Slate launched its membership program Slate Plus six years ago. It now has 60,000 paying members. They can read an unlimited number of articles, ad-free podcasts and bonus show content for signing up, as well as other benefits, such as special events and reader-feedback sessions.
Slate Plus costs $35 for the first year, and goes up to $59 annually.
Audio accounts for more than half of Slate’s membership revenue, Slate CEO Dan Check told Nieman Lab.
Coronavirus coverage will remain free, Hohlt noted in his post.
He did not say how many articles readers will get to access before they are asked to subscribe; the team will determine that number after testing the paywall on its readers.
“We realized we could debate our assumptions endlessly internally, and that we’re better off getting real data from our readers,” Check told Nieman Lab.
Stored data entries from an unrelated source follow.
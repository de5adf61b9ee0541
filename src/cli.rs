// src/cli.rs
use std::path::PathBuf;

use clap::{Parser, ValueEnum};
use color_eyre::eyre::WrapErr;

use crate::config::consts::{DEFAULT_CACHE_DIR, DEFAULT_ORDER_FILE, DEFAULT_OUT_DIR};
use crate::config::options::{PageKind, RunOptions};

#[derive(Clone, Copy, Debug, ValueEnum)]
pub enum Mode {
    /// Gift materials per evolution tier of one megido
    Megido,
    /// Crafting recipe of one reiho
    Reiho,
}

/// Scrape material counts from the Megido 72 wikis into spreadsheet rows.
#[derive(Debug, Parser)]
#[command(version, about)]
pub struct Args {
    /// What to scrape
    #[arg(value_enum)]
    pub mode: Mode,

    /// Page name (megido or reiho name, as on the wiki)
    pub name: String,

    /// Reload pages even if cached copies exist
    #[arg(short, long)]
    pub reload: bool,

    /// Column order file, one material per line
    #[arg(long, default_value = DEFAULT_ORDER_FILE)]
    pub order: PathBuf,

    /// Directory for cached pages
    #[arg(long, default_value = DEFAULT_CACHE_DIR)]
    pub cache_dir: PathBuf,

    /// Directory for results
    #[arg(short, long, default_value = DEFAULT_OUT_DIR)]
    pub out_dir: PathBuf,

    /// Print the rows instead of writing a file
    #[arg(long)]
    pub stdout: bool,

    /// Skip TLS certificate verification
    #[arg(long)]
    pub insecure: bool,

    /// Debug logging on stderr
    #[arg(short, long)]
    pub verbose: bool,
}

impl Args {
    pub fn into_options(self) -> RunOptions {
        let page = match self.mode {
            Mode::Megido => PageKind::Gifts,
            Mode::Reiho => PageKind::Recipe,
        };
        let mut opts = RunOptions::new(page, self.name);
        opts.order_path = self.order;
        opts.cache_dir = self.cache_dir;
        opts.out_dir = self.out_dir;
        opts.reload = self.reload;
        opts.insecure = self.insecure;
        opts.to_stdout = self.stdout;
        opts
    }
}

pub fn run() -> color_eyre::Result<()> {
    let args = Args::parse();
    crate::log::init(args.verbose);

    let opts = args.into_options();
    let summary = crate::runner::run(&opts)
        .wrap_err_with(|| format!("{} {:?} failed", opts.page.dir_name(), opts.name))?;

    match &summary.written {
        Some(path) => println!("Wrote {}", path.display()),
        None => println!("{}", summary.rendered.text),
    }
    if summary.rendered.unhandled > 0 {
        eprintln!("{} material(s) not in {}; see warnings above", summary.rendered.unhandled, opts.order_path.display());
    }
    Ok(())
}

#[cfg(test)]
mod tests {
    use super::*;

    #[test]
    fn defaults_map_to_options() {
        let args = Args::try_parse_from(["mat_scrape", "megido", "アスモデウス"]).unwrap();
        let opts = args.into_options();
        assert_eq!(opts, RunOptions::new(PageKind::Gifts, "アスモデウス"));
    }

    #[test]
    fn flags_are_carried_over() {
        let args = Args::try_parse_from([
            "mat_scrape", "-r", "--stdout", "--order", "o.txt", "reiho", "霊宝A",
        ])
        .unwrap();
        let opts = args.into_options();
        assert_eq!(opts.page, PageKind::Recipe);
        assert!(opts.reload && opts.to_stdout);
        assert_eq!(opts.order_path, PathBuf::from("o.txt"));
    }

    #[test]
    fn unknown_mode_is_rejected() {
        assert!(Args::try_parse_from(["mat_scrape", "teams", "x"]).is_err());
    }

    #[test]
    fn output_format_is_not_selectable() {
        assert!(Args::try_parse_from(["mat_scrape", "--format", "csv", "megido", "x"]).is_err());
    }

    #[test]
    fn clap_definition_is_valid() {
        use clap::CommandFactory;
        Args::command().debug_assert();
    }
}
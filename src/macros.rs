// src/macros.rs
#[macro_export]
macro_rules! s {
    // String shorthand!

    // Zero-arg → String::new()
    () => {
        ::std::string::String::new()
    };
    // Any single expression — works for literals, consts, or vars
    ($expr:expr) => {
        ::std::string::String::from($expr)
    };
}

#[macro_export]
macro_rules! join {
    // String-type concatenation shorthand!
    ($first:expr $(, $rest:expr)+ $(,)?) => {{
        let mut s = ::std::string::String::from($first);
        $(
            s.push_str($rest);
        )+
        s
    }};
}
The aim of the paywall is to get Slate’s most engaged readers — the ones who consume a lot of content on its site — to contribute to the publisher. It’s been in the works for nearly a year, according to Nieman Lab. “A publication that relies more fully on its subscribers is a publication that serves them better,” Hohlt wrote in his post.
Check told Nieman Lab that Slate grew its ad business by double digits last year, and it is still on track for year-over-year growth. He admitted Slate’s ad revenue has been impacted by the COVID-19 virus pandemic hitting the U.S.
Slate has experimented with paywalls before: In 2015, it put up a paywall for readers outside the United States, limiting them to five articles a month.
Last October, Slate announced a new reader-funded, newsroom-wide initiative around its 2020 election coverage, called “Who Counts.” It embarked on a fund-raising push to get readers to support the project.